Global securities regulators have concluded that there’s no need to reform their approach to overseeing the infrastructure for the physical storage and delivery of commodities, but that regulators should develop a set of best practices in this area to avoid problems in the future.
The International Organization of Securities Commissions (IOSCO) published a report on Monday outlining the results of a review of the impact of storage infrastructure on the derivatives markets for physically delivered commodities, which notes that this infrastructure can have a “profound impact on the economics of the futures markets”.
IOSCO’s existing principles for supervising commodity derivatives markets provides, “an adequate framework for implementing effective oversight, governance and operational controls of storage infrastructure”, the report concludes, and does not need to be reformed. While it found that the current regulatory approach is sufficient, the report also identifies certain practices “that have the potential, if not addressed by appropriate policies and procedures, to affect derivatives pricing and affect efficient market operation.”

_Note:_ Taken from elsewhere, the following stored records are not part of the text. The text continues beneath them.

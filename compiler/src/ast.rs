// AST node types for Vireo .vio source files.
//
// Mirrors the grammar in LANGUAGE.md. Every node carries a `SimpleSpan`
// for error reporting in downstream phases.
//
// Preconditions: produced by the parser from a valid or partially-valid token stream.
// Postconditions: each node's span covers the source range of the construct.
// Failure modes: none (data-only module).
// Side effects: none.

use std::fmt;

use chumsky::span::SimpleSpan;

/// Byte-offset span (alias for chumsky's `SimpleSpan`).
pub type Span = SimpleSpan;

// ── Operators ──

#[derive(Debug, Clone, Copy, PartialEq, Eq)]
pub enum UnaryOp {
    /// Bitwise complement `~`.
    Not,
    /// Arithmetic negation `-`.
    Neg,
    /// Logical not `!` (1-bit result).
    LogNot,
}

impl fmt::Display for UnaryOp {
    fn fmt(&self, f: &mut fmt::Formatter<'_>) -> fmt::Result {
        let sym = match self {
            UnaryOp::Not => "~",
            UnaryOp::Neg => "-",
            UnaryOp::LogNot => "!",
        };
        write!(f, "{sym}")
    }
}

#[derive(Debug, Clone, Copy, PartialEq, Eq)]
pub enum BinaryOp {
    Add,
    Sub,
    Mul,
    Div,
    Mod,
    And,
    Or,
    Xor,
    Shl,
    Shr,
    Eq,
    Ne,
    Lt,
    Le,
    Gt,
    Ge,
    LogAnd,
    LogOr,
}

impl BinaryOp {
    /// Comparison and logical operators produce a 1-bit result.
    pub fn is_single_bit(self) -> bool {
        matches!(
            self,
            BinaryOp::Eq
                | BinaryOp::Ne
                | BinaryOp::Lt
                | BinaryOp::Le
                | BinaryOp::Gt
                | BinaryOp::Ge
                | BinaryOp::LogAnd
                | BinaryOp::LogOr
        )
    }
}

impl fmt::Display for BinaryOp {
    fn fmt(&self, f: &mut fmt::Formatter<'_>) -> fmt::Result {
        let sym = match self {
            BinaryOp::Add => "+",
            BinaryOp::Sub => "-",
            BinaryOp::Mul => "*",
            BinaryOp::Div => "/",
            BinaryOp::Mod => "%",
            BinaryOp::And => "&",
            BinaryOp::Or => "|",
            BinaryOp::Xor => "^",
            BinaryOp::Shl => "<<",
            BinaryOp::Shr => ">>",
            BinaryOp::Eq => "==",
            BinaryOp::Ne => "!=",
            BinaryOp::Lt => "<",
            BinaryOp::Le => "<=",
            BinaryOp::Gt => ">",
            BinaryOp::Ge => ">=",
            BinaryOp::LogAnd => "&&",
            BinaryOp::LogOr => "||",
        };
        write!(f, "{sym}")
    }
}

/// Designer-asserted branch probability on a conditional.
///
/// `Likely` pins the else-branch contribution to zero in the cost estimate;
/// `Unlikely` pins the then-branch.
#[derive(Debug, Clone, Copy, PartialEq, Eq, Default)]
pub enum BranchHint {
    #[default]
    None,
    Likely,
    Unlikely,
}

/// Edge selector in a sensitivity list or an await.
#[derive(Debug, Clone, Copy, PartialEq, Eq)]
pub enum EdgeKind {
    Pos,
    Neg,
    Update,
}

impl fmt::Display for EdgeKind {
    fn fmt(&self, f: &mut fmt::Formatter<'_>) -> fmt::Result {
        let word = match self {
            EdgeKind::Pos => "posedge",
            EdgeKind::Neg => "negedge",
            EdgeKind::Update => "update",
        };
        write!(f, "{word}")
    }
}

// ── Root ──

/// A complete Vireo design: a sequence of top-level declarations.
#[derive(Debug, Clone, PartialEq)]
pub struct Design {
    pub decls: Vec<Decl>,
    pub span: Span,
}

// ── Declarations ──

/// A top-level declaration with its source span.
#[derive(Debug, Clone, PartialEq)]
pub struct Decl {
    pub kind: DeclKind,
    pub span: Span,
}

#[derive(Debug, Clone, PartialEq)]
pub enum DeclKind {
    Signal(SignalDecl),
    Func(FuncDecl),
    Process(ProcessDecl),
}

// ── signal_decl: 'signal' IDENT ':' type ';' ──

#[derive(Debug, Clone, PartialEq)]
pub struct SignalDecl {
    pub name: Ident,
    pub ty: TypeSpec,
}

// ── type: 'bit' ('<' INT '>')? ('[' INT ']')? ──

/// A signal or parameter type: bit width plus optional array depth.
/// A bare `bit` is one bit wide.
#[derive(Debug, Clone, PartialEq)]
pub struct TypeSpec {
    pub width: u32,
    pub depth: Option<u32>,
    pub span: Span,
}

// ── func_decl: 'func' IDENT '(' params? ')' block ──

#[derive(Debug, Clone, PartialEq)]
pub struct FuncDecl {
    pub name: Ident,
    pub params: Vec<Param>,
    pub body: Vec<Stmt>,
}

/// `IDENT ':' type` inside a routine's parameter list.
#[derive(Debug, Clone, PartialEq)]
pub struct Param {
    pub name: Ident,
    pub ty: TypeSpec,
}

// ── process_decl: 'process' IDENT 'on' sense_list block ──

#[derive(Debug, Clone, PartialEq)]
pub struct ProcessDecl {
    pub name: Ident,
    pub senses: Vec<SenseSpec>,
    pub body: Vec<Stmt>,
}

/// `posedge(clk)` / `negedge(rst)` / `update(data)` in a sensitivity list
/// or an await.
#[derive(Debug, Clone, PartialEq)]
pub struct SenseSpec {
    pub edge: EdgeKind,
    pub signal: Ident,
    pub span: Span,
}

// ── Statements ──

#[derive(Debug, Clone, PartialEq)]
pub struct Stmt {
    pub kind: StmtKind,
    pub span: Span,
}

#[derive(Debug, Clone, PartialEq)]
pub enum StmtKind {
    /// `{ stmt* }`
    Block(Vec<Stmt>),
    If(IfStmt),
    Await(AwaitStmt),
    Fork(ForkStmt),
    Call(CallStmt),
    Assign(AssignStmt),
}

// ── if_stmt: 'if' '(' expr ')' hint? block ('else' (if_stmt | block))? ──

/// An `else if` chain parses as a one-statement `else_body`.
#[derive(Debug, Clone, PartialEq)]
pub struct IfStmt {
    pub cond: Expr,
    pub hint: BranchHint,
    pub then_body: Vec<Stmt>,
    pub else_body: Vec<Stmt>,
}

// ── await_stmt: 'await' (sense | expr) ';' ──

#[derive(Debug, Clone, PartialEq)]
pub struct AwaitStmt {
    pub wait: WaitSpec,
}

#[derive(Debug, Clone, PartialEq)]
pub enum WaitSpec {
    /// `await posedge(clk);` wakes on a signal edge.
    Edge(SenseSpec),
    /// `await expr;` wakes when the expression becomes true.
    Level(Expr),
}

// ── fork_stmt: 'fork' '{' block+ '}' ──

#[derive(Debug, Clone, PartialEq)]
pub struct ForkStmt {
    pub branches: Vec<ForkBranch>,
}

/// One concurrent branch of a fork.
#[derive(Debug, Clone, PartialEq)]
pub struct ForkBranch {
    pub stmts: Vec<Stmt>,
    pub span: Span,
}

// ── call_stmt: IDENT '(' args? ')' ';' ──

#[derive(Debug, Clone, PartialEq)]
pub struct CallStmt {
    pub callee: Ident,
    pub args: Vec<Expr>,
}

// ── assign_stmt: lvalue ('=' | '<=') expr ';' ──

/// `delayed` distinguishes `<=` (commit at activation end) from `=`.
#[derive(Debug, Clone, PartialEq)]
pub struct AssignStmt {
    pub target: Expr,
    pub value: Expr,
    pub delayed: bool,
}

// ── Expressions ──

#[derive(Debug, Clone, PartialEq)]
pub struct Expr {
    pub kind: ExprKind,
    pub span: Span,
}

#[derive(Debug, Clone, PartialEq)]
pub enum ExprKind {
    /// Integer literal (decimal or `0x` hex).
    Number(u64),
    /// Signal reference (resolved during lowering).
    Ref(Ident),
    Unary(UnaryOp, Box<Expr>),
    Binary(BinaryOp, Box<Expr>, Box<Expr>),
    /// Array element select `base[index]`.
    Index { base: Box<Expr>, index: Box<Expr> },
    /// Constant-bound part select `base[msb:lsb]`.
    Range { base: Box<Expr>, msb: u32, lsb: u32 },
    /// Indexed part select `base[offset +: width]`.
    Slice {
        base: Box<Expr>,
        offset: Box<Expr>,
        width: Box<Expr>,
    },
    /// Bit concatenation `{a, b, ...}`, two or more parts.
    Concat(Vec<Expr>),
    /// `cond ? a : b`.
    Cond {
        cond: Box<Expr>,
        then_expr: Box<Expr>,
        else_expr: Box<Expr>,
    },
}

// ── Identifier ──

/// An identifier with its source text and span.
#[derive(Debug, Clone, PartialEq)]
pub struct Ident {
    pub name: String,
    pub span: Span,
}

These practices could increase market uncertainty, it says, and may hamper regulators and exchanges from identifying emerging problems. “Bringing greater awareness of these practices and their potential effects on pricing and market operations may encourage the parties involved in storage infrastructure to anticipate, identify and address potential issues at an early stage in order to avert problems and avoid the need for regulatory involvement,” the IOSCO report says.
To that end, the report recommends that IOSCO develop guidance on best practices for the operation and oversight of storage infrastructures.